13 — Repository-Verwaltung und Sicherheit
Dieses Kapitel behandelt den Reiter Einstellungen: wer was darf, was geschützt ist und wie der Lebenszyklus eines Repositories aussieht.
Mitarbeiter und Rechte
Personen fügen Sie unter Einstellungen → Mitarbeiter hinzu:
| Recht | Was damit möglich ist |
|---|---|
| Lesen | Ansehen, Issues eröffnen, kommentieren |
| Schreiben | Commits pushen, Branches anlegen, Pull Requests zusammenführen |
| Administrator | Einstellungen, Mitarbeiter, Branch-Regeln |
In Organisations-Repositories vergeben Sie Rechte besser an ein Team als an einzelne Personen; bei Wechseln pflegen Sie nur eine Stelle.
main schützen
Einstellungen → Branches → Regel hinzufügen — empfohlen, sobald mehr als eine Person im Repository arbeitet:
- Direkte Pushes sperren — jede Änderung läuft über einen Pull Request.
- Freigaben verlangen — mindestens eine Review vor dem Merge.
- Force-Push sperren — die Historie kann nicht umgeschrieben werden.
- Statusprüfungen — kein Merge, solange Actions nicht grün sind (Kapitel 12).
Sichtbarkeit und Lebenszyklus
- Sichtbarkeit — jederzeit zwischen Öffentlich und Privat umschaltbar.
- Umbenennen — die alte Adresse bricht; geteilte Links aktualisieren.
- Besitz übertragen — das Repository zu einer anderen Person oder Organisation verschieben.
- Archivieren — das Repository wird schreibgeschützt; so friert man ein, statt zu löschen.
- Löschen — in der Gefahrenzone, verlangt das Eintippen des Namens und ist endgültig.
Im Zweifel nicht löschen, sondern archivieren.
Webhooks
Einstellungen → Webhooks schickt bei Ereignissen (Commit, Issue, Pull Request) JSON an eine Adresse Ihrer Wahl.

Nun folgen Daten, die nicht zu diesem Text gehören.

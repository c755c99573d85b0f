//! Core trait for payment verification and settlement.
//!
//! A facilitator is the external service that cryptographically verifies a
//! signed payment authorization and submits the corresponding blockchain
//! transaction on the payer's behalf. This crate only defines the trait;
//! the HTTP client implementation lives in `signpay-http`, and tests use
//! in-process mocks.

use std::future::Future;
use std::sync::Arc;

use crate::proto::{SettleRequest, SettleResponse, VerifyRequest, VerifyResponse};

/// Verifies and settles payments.
///
/// Both operations take the full request (payload + requirements) so the
/// facilitator can check the authorization against the seller's terms.
/// Settlement must only be attempted with a request that already passed
/// verification — [`SettleRequest`]'s `From<VerifyRequest>` conversion
/// encodes that ordering.
///
/// Implementations do not retry: a failed call is surfaced to the caller
/// as-is. Replay protection is the facilitator's concern, via the payload's
/// nonce and validity window.
pub trait Facilitator {
    /// Error type for transport or protocol failures.
    type Error: std::error::Error + Send + Sync + 'static;

    /// Verifies a payment payload against the payment requirements.
    fn verify(
        &self,
        request: VerifyRequest,
    ) -> impl Future<Output = Result<VerifyResponse, Self::Error>> + Send;

    /// Settles a verified payment on-chain.
    fn settle(
        &self,
        request: SettleRequest,
    ) -> impl Future<Output = Result<SettleResponse, Self::Error>> + Send;
}

impl<F> Facilitator for &F
where
    F: Facilitator + Sync,
{
    type Error = F::Error;

    async fn verify(&self, request: VerifyRequest) -> Result<VerifyResponse, Self::Error> {
        (**self).verify(request).await
    }

    async fn settle(&self, request: SettleRequest) -> Result<SettleResponse, Self::Error> {
        (**self).settle(request).await
    }
}

impl<F> Facilitator for Arc<F>
where
    F: Facilitator + Sync + Send,
{
    type Error = F::Error;

    async fn verify(&self, request: VerifyRequest) -> Result<VerifyResponse, Self::Error> {
        (**self).verify(request).await
    }

    async fn settle(&self, request: SettleRequest) -> Result<SettleResponse, Self::Error> {
        (**self).settle(request).await
    }
}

Nützlich für Chat-Benachrichtigungen oder um ein eigenes Deployment-Skript auszulösen. Jeder Webhook führt ein Protokoll der letzten Zustellungen — dort schauen Sie bei der Fehlersuche nach.
Deploy-Keys
Wenn ein Server das Repository nur lesen muss, geben Sie ihm nicht Ihren persönlichen SSH-Schlüssel: Legen Sie unter Einstellungen → Deploy-Keys einen repository-spezifischen, schreibgeschützten Schlüssel an. Selbst wenn dieser Server kompromittiert wird, bleibt der Schaden auf ein Repository begrenzt.
Ihre Tokens und Schlüssel
- Avatar → Einstellungen → Anwendungen — Tokens erzeugen und widerrufen (Kapitel 10).
- Avatar → Einstellungen → SSH-Schlüssel — die Rechner, die Sie nutzen.
- Löschen Sie ungenutzte Tokens und Schlüssel alter Rechner; genau dort entsteht Ihre Angriffsfläche.
- Kontopasswort, Zwei-Faktor-Authentisierung und Sitzungen liegen auf der Seite der KabaForce-ID (Kapitel 01).
Gute Gewohnheiten
- Geheimnisse gehören nie ins Repository; ist doch eines hineingerutscht, ändern Sie das Geheimnis selbst (Kapitel 08).
- Denken Sie an die Historie, bevor Sie ein privates Repository öffentlich machen — alte Commits werden mit sichtbar.
- Entziehen Sie ausscheidenden Personen Mitarbeiterrechte und Tokens noch am selben Tag.